Records supplied →
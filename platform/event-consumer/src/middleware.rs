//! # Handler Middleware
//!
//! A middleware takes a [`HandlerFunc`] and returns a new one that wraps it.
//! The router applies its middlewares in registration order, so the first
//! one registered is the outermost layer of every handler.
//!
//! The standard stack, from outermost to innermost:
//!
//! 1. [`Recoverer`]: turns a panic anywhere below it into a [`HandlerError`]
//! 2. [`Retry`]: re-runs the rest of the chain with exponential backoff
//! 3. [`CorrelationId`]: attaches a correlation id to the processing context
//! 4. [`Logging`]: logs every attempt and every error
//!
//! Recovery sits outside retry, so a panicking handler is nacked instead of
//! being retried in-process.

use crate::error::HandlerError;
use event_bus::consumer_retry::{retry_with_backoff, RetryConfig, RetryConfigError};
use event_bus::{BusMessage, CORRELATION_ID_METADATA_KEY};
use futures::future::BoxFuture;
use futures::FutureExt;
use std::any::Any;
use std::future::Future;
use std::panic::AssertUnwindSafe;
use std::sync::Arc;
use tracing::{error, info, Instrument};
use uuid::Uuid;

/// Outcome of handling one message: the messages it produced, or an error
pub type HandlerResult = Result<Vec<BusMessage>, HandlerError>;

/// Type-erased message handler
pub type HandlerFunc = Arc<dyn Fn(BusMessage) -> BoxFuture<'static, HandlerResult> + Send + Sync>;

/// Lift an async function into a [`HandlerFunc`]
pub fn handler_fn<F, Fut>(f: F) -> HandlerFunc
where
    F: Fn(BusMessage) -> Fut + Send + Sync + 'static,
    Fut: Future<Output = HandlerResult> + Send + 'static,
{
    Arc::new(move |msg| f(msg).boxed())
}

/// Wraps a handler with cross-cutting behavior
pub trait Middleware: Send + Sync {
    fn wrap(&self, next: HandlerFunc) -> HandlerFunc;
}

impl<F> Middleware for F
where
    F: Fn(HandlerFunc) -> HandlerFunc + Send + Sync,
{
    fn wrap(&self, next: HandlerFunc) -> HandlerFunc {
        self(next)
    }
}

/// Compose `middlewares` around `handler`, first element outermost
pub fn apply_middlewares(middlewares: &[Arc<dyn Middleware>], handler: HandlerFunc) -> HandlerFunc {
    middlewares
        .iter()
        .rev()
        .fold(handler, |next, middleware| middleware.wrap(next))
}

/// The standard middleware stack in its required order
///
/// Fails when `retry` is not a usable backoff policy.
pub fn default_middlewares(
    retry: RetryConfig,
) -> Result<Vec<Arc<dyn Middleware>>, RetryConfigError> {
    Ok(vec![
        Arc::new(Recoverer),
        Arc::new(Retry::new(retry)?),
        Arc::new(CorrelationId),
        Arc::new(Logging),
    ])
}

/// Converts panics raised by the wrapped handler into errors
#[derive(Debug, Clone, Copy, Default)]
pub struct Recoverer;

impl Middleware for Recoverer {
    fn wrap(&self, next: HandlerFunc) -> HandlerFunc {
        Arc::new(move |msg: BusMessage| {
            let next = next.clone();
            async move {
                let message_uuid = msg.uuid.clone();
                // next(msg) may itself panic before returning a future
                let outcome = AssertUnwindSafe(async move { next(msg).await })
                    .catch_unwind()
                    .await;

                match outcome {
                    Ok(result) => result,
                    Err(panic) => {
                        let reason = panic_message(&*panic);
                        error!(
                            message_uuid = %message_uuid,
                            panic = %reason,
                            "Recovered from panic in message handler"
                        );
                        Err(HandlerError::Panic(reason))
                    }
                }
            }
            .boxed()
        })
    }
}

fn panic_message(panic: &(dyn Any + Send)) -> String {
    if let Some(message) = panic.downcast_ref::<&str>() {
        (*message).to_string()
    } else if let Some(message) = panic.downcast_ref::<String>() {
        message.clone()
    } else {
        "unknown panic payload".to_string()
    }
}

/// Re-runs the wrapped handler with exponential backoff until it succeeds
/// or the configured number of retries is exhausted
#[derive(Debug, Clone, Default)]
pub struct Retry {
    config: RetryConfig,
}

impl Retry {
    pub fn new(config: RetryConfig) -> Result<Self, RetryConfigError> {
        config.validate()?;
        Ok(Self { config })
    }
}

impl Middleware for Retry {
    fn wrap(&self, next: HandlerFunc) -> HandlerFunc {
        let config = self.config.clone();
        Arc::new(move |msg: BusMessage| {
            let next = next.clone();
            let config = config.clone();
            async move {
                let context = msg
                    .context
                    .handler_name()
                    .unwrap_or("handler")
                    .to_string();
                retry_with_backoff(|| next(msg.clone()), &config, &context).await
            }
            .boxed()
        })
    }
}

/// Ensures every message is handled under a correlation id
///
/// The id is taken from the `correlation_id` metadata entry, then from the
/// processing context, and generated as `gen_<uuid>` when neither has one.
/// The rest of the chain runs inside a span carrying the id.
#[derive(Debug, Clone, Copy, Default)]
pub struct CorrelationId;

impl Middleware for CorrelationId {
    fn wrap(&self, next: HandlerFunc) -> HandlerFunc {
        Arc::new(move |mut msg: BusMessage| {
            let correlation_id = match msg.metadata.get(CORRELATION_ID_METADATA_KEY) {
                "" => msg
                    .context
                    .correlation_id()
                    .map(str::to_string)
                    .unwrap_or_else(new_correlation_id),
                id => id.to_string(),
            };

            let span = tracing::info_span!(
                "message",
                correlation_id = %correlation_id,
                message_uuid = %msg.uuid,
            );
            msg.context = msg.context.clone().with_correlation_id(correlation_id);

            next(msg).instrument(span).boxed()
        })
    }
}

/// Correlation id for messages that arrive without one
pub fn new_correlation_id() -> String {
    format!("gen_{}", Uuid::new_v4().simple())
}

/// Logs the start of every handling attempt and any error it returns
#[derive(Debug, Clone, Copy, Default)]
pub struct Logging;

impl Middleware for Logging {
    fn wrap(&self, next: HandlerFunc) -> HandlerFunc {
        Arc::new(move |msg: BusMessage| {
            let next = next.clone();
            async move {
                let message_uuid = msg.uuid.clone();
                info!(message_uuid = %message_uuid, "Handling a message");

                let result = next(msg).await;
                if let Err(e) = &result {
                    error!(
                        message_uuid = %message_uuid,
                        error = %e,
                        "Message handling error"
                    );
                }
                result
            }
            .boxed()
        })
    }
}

...

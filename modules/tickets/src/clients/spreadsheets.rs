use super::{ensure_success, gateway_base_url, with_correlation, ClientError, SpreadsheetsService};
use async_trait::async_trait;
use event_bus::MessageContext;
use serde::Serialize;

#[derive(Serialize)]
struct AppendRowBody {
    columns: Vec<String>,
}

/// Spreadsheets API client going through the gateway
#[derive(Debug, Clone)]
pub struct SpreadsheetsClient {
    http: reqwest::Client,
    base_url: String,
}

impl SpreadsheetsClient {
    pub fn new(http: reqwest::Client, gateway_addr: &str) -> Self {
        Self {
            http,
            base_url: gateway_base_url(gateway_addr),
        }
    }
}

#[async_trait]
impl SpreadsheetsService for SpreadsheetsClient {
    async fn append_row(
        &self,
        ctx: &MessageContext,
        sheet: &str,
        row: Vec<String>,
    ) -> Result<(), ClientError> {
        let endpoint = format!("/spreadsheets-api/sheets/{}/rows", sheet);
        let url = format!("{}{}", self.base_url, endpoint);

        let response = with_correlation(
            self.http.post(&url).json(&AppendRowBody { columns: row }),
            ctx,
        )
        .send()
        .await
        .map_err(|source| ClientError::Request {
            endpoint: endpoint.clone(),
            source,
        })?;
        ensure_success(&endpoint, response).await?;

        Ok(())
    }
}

Task goal →
State how many lines of the records above contain "http", with no words besides the number.

Result of this task →
4